Personal information
- Date of birth: 20 April 1991 (age 35)
- Place of birth: Besançon, France
- Height: 1.87 m (6 ft 2 in)
- Position: Goalkeeper

Team information
- Current team: Sochaux
- Number: 1

Senior career*
- Years: Team / Apps / (Gls)
- 2010–2011: Ornans / 15 / (0)
- 2012–2020: Clermont / 94 / (0)
- 2020–2023: Sochaux / 13 / (0)
- 2023–2025: Pau / 8 / (0)
- 2025–: Sochaux / 7 / (0)

= Mehdi Jeannin =

French footballer (born 1991)

Mehdi Jeannin (born 20 April 1991) is a French professional footballer who plays as a goalkeeper for club Sochaux.

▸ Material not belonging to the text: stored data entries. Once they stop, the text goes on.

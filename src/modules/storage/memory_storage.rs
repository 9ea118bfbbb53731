//! In-process storage backend
//!
//! Keeps file bytes in memory and builds URLs the same way an image CDN would:
//! transformations go into a `tr` query parameter and signed URLs carry an
//! expiry timestamp (`ik-t`) plus an HMAC signature (`ik-s`). Useful for local
//! development and for exercising the file service without a network.

use std::collections::HashMap;

use async_trait::async_trait;
use chrono::Utc;
use hmac::{Hmac, Mac};
use serde::{Deserialize, Serialize};
use sha2::Sha256;
use tokio::sync::RwLock;
use tracing::debug;
use uuid::Uuid;

use super::backend::{unique_filename, Resize, StorageBackend};
use super::error::StorageError;
use super::PROVIDER_MEMORY;
use crate::core::config::MemoryStorageConfig;

type HmacSha256 = Hmac<Sha256>;

/// Upload result serialized into a file record's `data`
#[derive(Debug, Clone, Serialize, Deserialize)]
#[serde(rename_all = "camelCase")]
struct MemoryFileData {
    file_id: String,
    name: String,
    file_path: String,
    url: String,
    is_private_file: bool,
    size: usize,
}

struct StoredObject {
    file_path: String,
    bytes: Vec<u8>,
}

pub struct MemoryStorage {
    base_url: String,
    signing_key: String,
    objects: RwLock<HashMap<String, StoredObject>>,
}

impl MemoryStorage {
    pub fn new(config: MemoryStorageConfig) -> Self {
        Self {
            base_url: config.base_url.trim_end_matches('/').to_string(),
            signing_key: config.signing_key,
            objects: RwLock::new(HashMap::new()),
        }
    }

    /// Number of objects currently held
    #[cfg(test)]
    pub async fn object_count(&self) -> usize {
        self.objects.read().await.len()
    }

    /// Check a signed URL's signature and expiry against `now` (unix seconds)
    #[cfg(test)]
    pub fn verify_signed_url(&self, url: &str, now: i64) -> bool {
        let Some(rest) = url.strip_prefix(&self.base_url) else {
            return false;
        };
        let Some((unsigned, signature)) = rest.rsplit_once("&ik-s=") else {
            return false;
        };
        let Some((_, expires)) = unsigned.rsplit_once("ik-t=") else {
            return false;
        };
        let Ok(expires) = expires.parse::<i64>() else {
            return false;
        };
        let unsigned = unsigned
            .strip_suffix(&format!("?ik-t={}", expires))
            .or_else(|| unsigned.strip_suffix(&format!("&ik-t={}", expires)))
            .unwrap_or(unsigned);

        match self.sign(unsigned, expires) {
            Ok(expected) => expected == signature && now <= expires,
            Err(_) => false,
        }
    }

    fn decode(&self, data: &str) -> Result<MemoryFileData, StorageError> {
        serde_json::from_str(data)
            .map_err(|e| StorageError::malformed_data(PROVIDER_MEMORY, e.to_string()))
    }

    fn build_path(folder: &str, filename: &str) -> String {
        let folder = folder.trim_matches('/');
        if folder.is_empty() {
            format!("/{}", filename)
        } else {
            format!("/{}/{}", folder, filename)
        }
    }

    fn transformed_path(file_path: &str, resize: Option<Resize<'_>>) -> String {
        match resize {
            Some(r) => format!("{}?tr=w-{},h-{}", file_path, r.width, r.height),
            None => file_path.to_string(),
        }
    }

    fn sign(&self, path: &str, expires: i64) -> Result<String, StorageError> {
        let mut mac = HmacSha256::new_from_slice(self.signing_key.as_bytes())
            .map_err(|e| StorageError::provider(PROVIDER_MEMORY, e.to_string()))?;
        mac.update(path.as_bytes());
        mac.update(expires.to_string().as_bytes());
        Ok(hex::encode(mac.finalize().into_bytes()))
    }
}

#[async_trait]
impl StorageBackend for MemoryStorage {
    fn provider_name(&self) -> &str {
        PROVIDER_MEMORY
    }

    async fn upload(
        &self,
        bytes: Vec<u8>,
        filename: &str,
        folder: &str,
        is_private: bool,
    ) -> Result<String, StorageError> {
        if filename.trim().is_empty() {
            return Err(StorageError::bad_request(
                PROVIDER_MEMORY,
                "filename must not be empty",
            ));
        }

        let mut objects = self.objects.write().await;

        let mut name = filename.to_string();
        let mut file_path = Self::build_path(folder, &name);
        if objects.values().any(|o| o.file_path == file_path) {
            name = unique_filename(filename);
            file_path = Self::build_path(folder, &name);
        }

        let file_id = Uuid::new_v4().simple().to_string();
        let file_data = MemoryFileData {
            file_id: file_id.clone(),
            name,
            url: format!("{}{}", self.base_url, file_path),
            file_path: file_path.clone(),
            is_private_file: is_private,
            size: bytes.len(),
        };

        objects.insert(file_id, StoredObject { file_path, bytes });

        debug!(
            "Stored '{}' in memory storage (private={})",
            file_data.file_path, is_private
        );

        serde_json::to_string(&file_data)
            .map_err(|e| StorageError::provider(PROVIDER_MEMORY, e.to_string()))
    }

    fn file_url(
        &self,
        data: &str,
        width: Option<&str>,
        height: Option<&str>,
    ) -> Result<String, StorageError> {
        let file_data = self.decode(data)?;
        let path = Self::transformed_path(
            &file_data.file_path,
            Resize::from_dimensions(width, height),
        );
        Ok(format!("{}{}", self.base_url, path))
    }

    async fn signed_url(
        &self,
        data: &str,
        expire_in_seconds: u32,
        width: Option<&str>,
        height: Option<&str>,
    ) -> Result<String, StorageError> {
        let file_data = self.decode(data)?;
        let path = Self::transformed_path(
            &file_data.file_path,
            Resize::from_dimensions(width, height),
        );
        let expires = Utc::now().timestamp() + i64::from(expire_in_seconds);
        let signature = self.sign(&path, expires)?;
        let separator = if path.contains('?') { '&' } else { '?' };

        Ok(format!(
            "{}{}{}ik-t={}&ik-s={}",
            self.base_url, path, separator, expires, signature
        ))
    }

    async fn delete(&self, data: &str) -> Result<bool, StorageError> {
        let file_data = self.decode(data)?;
        let removed = self.objects.write().await.remove(&file_data.file_id);

        match removed {
            Some(object) => {
                debug!(
                    "Removed '{}' from memory storage ({} bytes freed)",
                    object.file_path,
                    object.bytes.len()
                );
                Ok(true)
            }
            None => {
                debug!("'{}' not held in memory storage", file_data.file_path);
                Ok(false)
            }
        }
    }
}
use jsonwebtoken::DecodingKey;
use serde::Deserialize;
use std::collections::HashMap;
use std::sync::Arc;
use std::time::{Duration, Instant};
use tokio::sync::RwLock;
use tracing::{debug, warn};

#[derive(Debug, Clone, Deserialize)]
struct JwksResponse {
    keys: Vec<Jwk>,
}

#[derive(Debug, Clone, Deserialize)]
struct Jwk {
    #[serde(default)]
    kid: Option<String>,
    kty: String,
    #[serde(default)]
    n: Option<String>,
    #[serde(default)]
    e: Option<String>,
}

struct JwksCache {
    keys: HashMap<String, DecodingKey>,
    last_fetched: Instant,
}

impl JwksCache {
    fn is_fresh(&self, ttl: Duration) -> bool {
        self.last_fetched.elapsed() < ttl
    }
}

/// Fetches and caches the issuer's RSA signing keys
pub struct JwksClient {
    jwks_url: String,
    client: reqwest::Client,
    cache: Arc<RwLock<Option<JwksCache>>>,
    cache_ttl: Duration,
}

impl JwksClient {
    pub fn new(issuer_url: &str, cache_ttl: Duration) -> Self {
        Self {
            jwks_url: format!("{}/jwks", issuer_url.trim_end_matches('/')),
            client: reqwest::Client::new(),
            cache: Arc::new(RwLock::new(None)),
            cache_ttl,
        }
    }

    pub fn jwks_url(&self) -> &str {
        &self.jwks_url
    }

    pub async fn get_key(&self, kid: &str) -> Result<DecodingKey, JwksError> {
        {
            let cache = self.cache.read().await;
            if let Some(cached) = cache.as_ref().filter(|c| c.is_fresh(self.cache_ttl)) {
                if let Some(key) = cached.keys.get(kid) {
                    return Ok(key.clone());
                }
            }
        }

        // Unknown kid or stale cache; the issuer may have rotated keys
        let keys = self.fetch_jwks().await?;
        let key = keys.get(kid).cloned();

        *self.cache.write().await = Some(JwksCache {
            keys,
            last_fetched: Instant::now(),
        });

        key.ok_or_else(|| JwksError::KeyNotFound(kid.to_string()))
    }

    async fn fetch_jwks(&self) -> Result<HashMap<String, DecodingKey>, JwksError> {
        debug!("Fetching JWKS from {}", self.jwks_url);

        let response = self
            .client
            .get(&self.jwks_url)
            .send()
            .await
            .map_err(|e| JwksError::FetchError(e.to_string()))?;

        if !response.status().is_success() {
            return Err(JwksError::FetchError(format!(
                "Failed to fetch JWKS: HTTP {}",
                response.status()
            )));
        }

        let jwks: JwksResponse = response
            .json()
            .await
            .map_err(|e| JwksError::ParseError(e.to_string()))?;

        decode_keys(jwks)
    }
}

/// Keep the RSA keys that carry a `kid`; anything else is skipped
fn decode_keys(jwks: JwksResponse) -> Result<HashMap<String, DecodingKey>, JwksError> {
    let mut keys = HashMap::new();

    for jwk in jwks.keys {
        let (Some(kid), Some(n), Some(e)) = (jwk.kid, jwk.n, jwk.e) else {
            continue;
        };
        if jwk.kty != "RSA" {
            warn!("Skipping JWK {} with unsupported key type {}", kid, jwk.kty);
            continue;
        }
        let decoding_key = DecodingKey::from_rsa_components(&n, &e)
            .map_err(|e| JwksError::KeyConversionError(e.to_string()))?;
        keys.insert(kid, decoding_key);
    }

    Ok(keys)
}

#[derive(Debug, thiserror::Error)]
pub enum JwksError {
    #[error("Failed to fetch JWKS: {0}")]
    FetchError(String),

    #[error("Failed to parse JWKS: {0}")]
    ParseError(String),

    #[error("Key not found: {0}")]
    KeyNotFound(String),

    #[error("Failed to convert key: {0}")]
    KeyConversionError(String),
}

#[cfg(test)]
mod tests {
    use super::*;

    // Public modulus of a throwaway 2048-bit test key
    const N: &str = "u1SU1LfVLPHCozMxH2Mo4lgOEePzNm0tRgeLezV6ffAt0gunVTLw7onLRnrq0_IzW7yWR7QkrmBL7jTKEn5u-qKhbwKfBstIs-bMY2Zkp18gnTxKLxoS2tFczGkPLPgizskuemMghRniWaoLcyehkd3qqGElvW_VDL5AaWTg0nLVkjRo9z-40RQzuVaE8AkAFmxZzow3x-VJYKdjykkJ0iT9wCS0DRTXu269V264Vf_3jvredZiKRkgwlL9xNAwxXFg0x_XFw005UWVRIkdgcKWTjpBP2dPwVZ4WWC-9aGVd-Gyn1o0CLelf4rEjGoXbAAEgAqeGUxrcIlbjXfbcmw";

    fn jwk(kid: Option<&str>, kty: &str) -> Jwk {
        Jwk {
            kid: kid.map(str::to_string),
            kty: kty.to_string(),
            n: Some(N.to_string()),
            e: Some("AQAB".to_string()),
        }
    }

    #[test]
    fn test_decode_keys_keeps_rsa_keys_with_kid() {
        let jwks = JwksResponse {
            keys: vec![
                jwk(Some("rsa-1"), "RSA"),
                jwk(Some("ec-1"), "EC"),
                jwk(None, "RSA"),
            ],
        };

        let keys = decode_keys(jwks).unwrap();

        assert_eq!(keys.len(), 1);
        assert!(keys.contains_key("rsa-1"));
    }

    #[test]
    fn test_jwks_url_from_issuer() {
        let client = JwksClient::new("https://auth.example.com/oidc/", Duration::from_secs(60));
        assert_eq!(client.jwks_url(), "https://auth.example.com/oidc/jwks");
    }

    #[test]
    fn test_jwks_response_parses_extra_fields() {
        let body = r#"{"keys":[{"kid":"k1","kty":"RSA","alg":"RS256","use":"sig","n":"abc","e":"AQAB"}]}"#;
        let parsed: JwksResponse = serde_json::from_str(body).unwrap();
        assert_eq!(parsed.keys.len(), 1);
        assert_eq!(parsed.keys[0].kid.as_deref(), Some("k1"));
    }
}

He has elected to represent Algeria at international level.

==Club career==
After making his debut in the French lower divisions, Jeannin joined Clermont Foot in 2011, as a backup for Jessy Moulin and Fabien Farnolle. He made his full professional debut three years later in a 2–0 Ligue 2 defeat against Brest.

==International career==
In September 2015, Jeannin was called up to the Algeria national team for the first time for a pair of friendlies against Guinea and Senegal.